▶ [Required work]: Could you copy, exactly as written, every line from the first line of the records through the one containing "multi-valued parameter map"?

(Collected data)
# # # # #

//! # simpleform-http
//!
//! The request-side collaborators of `simpleform`.
//!
//! This crate provides:
//! - `Method` with parsing and serde support
//! - `Params`, an ordered multi-valued parameter map
//! - `Request` with query params, urlencoded form params, headers and session
//! - `Session` with a per-session CSRF token
//!
//! ## Quick Start
//!
//! ```rust
//! use simpleform_http::{Method, Request, Session};
//!
//! let request = Request::post("/signup")
//!     .form_body("name=Fred&tags=a&tags=b")
//!     .session(Session::with_csrf_token("secret"));
//!
//! assert_eq!(request.method, Method::Post);
//! assert_eq!(request.form.get("name"), Some("Fred"));
//! assert_eq!(request.form.get_all("tags"), vec!["a", "b"]);
//! assert_eq!(request.session.csrf_token(), "secret");
//! ```

mod error;
mod params;
mod request;
mod session;

pub use error::{HttpError, Result};
pub use params::Params;
pub use request::{Method, Request, FORM_URLENCODED};
pub use session::Session;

# # # # #

▶ [Answer to this exercise]:
//! # simpleform-http
//!
//! The request-side collaborators of `simpleform`.
//!
//! This crate provides:
//! - `Method` with parsing and serde support
//! - `Params`, an ordered multi-valued parameter map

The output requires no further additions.